How did you cope with losing your sight?
I remember, with 100% clarity, being at cricket practice, walking home and the sun setting on a lovely evening. I went to sleep and the next morning I couldn’t see a thing. I knew this was potentially life-changing and yet I remember having a very strange, calm feeling, almost like being at the centre of a storm. The day I came out of hospital I knew, even at 14 years old, that whatever happened now was down to me. Knowing I had support from my parents and siblings was amazing, but fundamentally I realised that if I didn’t push myself, none of the things I wanted to achieve would happen.
Did it give you that final push to follow your dreams?
The siloed nature of my school at the time was pushing me down a pre-determined path of doing woodwork or metalwork, just like the generation before me and the generation before that. As a child, I had three dreams: to do A-levels, to go to Cambridge University and to be in the Olympic Games. After I lost my sight, the power of those dreams unquestionably underpinned all my achievements. Initially they felt like embers,flickering – so I said to myself: “Come on Chris, what are yougoing to do?” This was the point of reckoning. I got my A-Levels, I made it to Cambridge University and I became a Paralympian. Never be pushed down a route you didn’t choose, ask yourself: “What mettle are you made of?”
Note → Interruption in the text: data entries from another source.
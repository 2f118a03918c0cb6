//! Protocol version numbers.
//!
//! A version is `(major << 8) | 0`. A peer may speak the current release
//! or one of the two before it; anything else is refused.

use std::fmt;

use crate::error::{ProtoError, ProtoResult};

#[derive(Debug, Clone, Copy, PartialEq, Eq, PartialOrd, Ord, Hash)]
pub struct ProtocolVersion(u16);

impl ProtocolVersion {
    pub const CURRENT: Self = Self::from_major(42);
    pub const PREVIOUS: Self = Self::from_major(41);
    pub const TWO_BACK: Self = Self::from_major(40);
    pub const MIN_SUPPORTED: Self = Self::TWO_BACK;

    pub const fn from_major(major: u8) -> Self {
        Self((major as u16) << 8)
    }

    pub const fn major(self) -> u8 {
        (self.0 >> 8) as u8
    }

    pub const fn raw(self) -> u16 {
        self.0
    }

    /// Accept a version number received from a peer.
    pub fn negotiate(raw: u16) -> ProtoResult<Self> {
        let v = Self(raw);
        if v < Self::MIN_SUPPORTED || v > Self::CURRENT || raw & 0xff != 0 {
            return Err(ProtoError::UnsupportedVersion(raw));
        }
        Ok(v)
    }

    /// Whether accounting records use the fixed-id layout.
    pub fn legacy_acct(self) -> bool {
        self < Self::PREVIOUS
    }
}

impl fmt::Display for ProtocolVersion {
    fn fmt(&self, f: &mut fmt::Formatter<'_>) -> fmt::Result {
        write!(f, "{}.0", self.major())
    }
}

#[cfg(test)]
mod tests {
    use super::*;

    #[test]
    fn three_releases_are_accepted() {
        for v in [ProtocolVersion::CURRENT, ProtocolVersion::PREVIOUS, ProtocolVersion::TWO_BACK] {
            assert_eq!(ProtocolVersion::negotiate(v.raw()), Ok(v));
        }
        assert_eq!(ProtocolVersion::CURRENT.raw(), 42 << 8);
    }

    #[test]
    fn older_and_unknown_versions_are_refused() {
        let old = ProtocolVersion::from_major(39).raw();
        assert_eq!(ProtocolVersion::negotiate(old), Err(ProtoError::UnsupportedVersion(old)));
        let newer = ProtocolVersion::from_major(43).raw();
        assert!(ProtocolVersion::negotiate(newer).is_err());
        assert!(ProtocolVersion::negotiate((42 << 8) | 1).is_err());
    }

    #[test]
    fn only_two_back_is_legacy() {
        assert!(ProtocolVersion::TWO_BACK.legacy_acct());
        assert!(!ProtocolVersion::PREVIOUS.legacy_acct());
        assert!(!ProtocolVersion::CURRENT.legacy_acct());
        assert_eq!(ProtocolVersion::CURRENT.to_string(), "42.0");
    }
}
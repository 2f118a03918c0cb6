//! Step statistics response: a step's accounting aggregate plus its pids.

use coregrid_core::{JobAcct, JobId};

use crate::acct::{decode_acct, encode_acct};
use crate::error::ProtoResult;
use crate::header::{Message, MessageType};
use crate::pack::{Packer, Unpacker};
use crate::version::ProtocolVersion;

#[derive(Debug, Clone, PartialEq, Eq)]
pub struct StepStatResponse {
    pub job_id: JobId,
    pub step_id: u32,
    pub return_code: u32,
    pub num_tasks: u32,
    pub acct: Option<JobAcct>,
    pub pids: Vec<u32>,
}

impl Message for StepStatResponse {
    const TYPE: MessageType = MessageType::StepStatResponse;

    fn encode(&self, version: ProtocolVersion, p: &mut Packer) {
        p.u32(self.job_id);
        p.u32(self.step_id);
        p.u32(self.return_code);
        p.u32(self.num_tasks);
        encode_acct(self.acct.as_ref(), version, p);
        p.u32_array(&self.pids);
    }

    fn decode(version: ProtocolVersion, u: &mut Unpacker) -> ProtoResult<Self> {
        Ok(Self {
            job_id: u.u32("job_id")?,
            step_id: u.u32("step_id")?,
            return_code: u.u32("return_code")?,
            num_tasks: u.u32("num_tasks")?,
            acct: decode_acct(version, u)?,
            pids: u.u32_array("pids")?,
        })
    }
}

#[cfg(test)]
mod tests {
    use super::*;
    use crate::header::{HeaderFlags, frame, unframe};
    use coregrid_core::TresId;
    use coregrid_core::tres::{TRES_CPU, TRES_STATIC_CNT};

    #[test]
    fn response_with_and_without_acct() {
        let mut acct = JobAcct::new((0..TRES_STATIC_CNT as TresId).collect());
        acct.set_in_sample(TRES_CPU as TresId, 1500);
        let mut resp = StepStatResponse {
            job_id: 9,
            step_id: 1,
            return_code: 0,
            num_tasks: 2,
            acct: Some(acct),
            pids: vec![400, 401],
        };
        let (_, decoded) =
            unframe::<StepStatResponse>(frame(&resp, ProtocolVersion::CURRENT, HeaderFlags::NONE).unwrap()).unwrap();
        assert_eq!(decoded, resp);

        resp.acct = None;
        let (_, decoded) =
            unframe::<StepStatResponse>(frame(&resp, ProtocolVersion::TWO_BACK, HeaderFlags::NONE).unwrap()).unwrap();
        assert_eq!(decoded, resp);
    }
}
"Never be pushed down a route you didnt choose."
How would you advise others to find their purpose?
Be brave, the biggest waste is restricting yourself with selfimposed shackles. Be the character you want to be, not the caricature of somebody else’s plan. If you’re doing something you don’t want to do, stop. For organisations, it’s all about letting your people become the embodiment of the purpose.
What do you mean when you quote triumph and disaster, treat these two imposters the same?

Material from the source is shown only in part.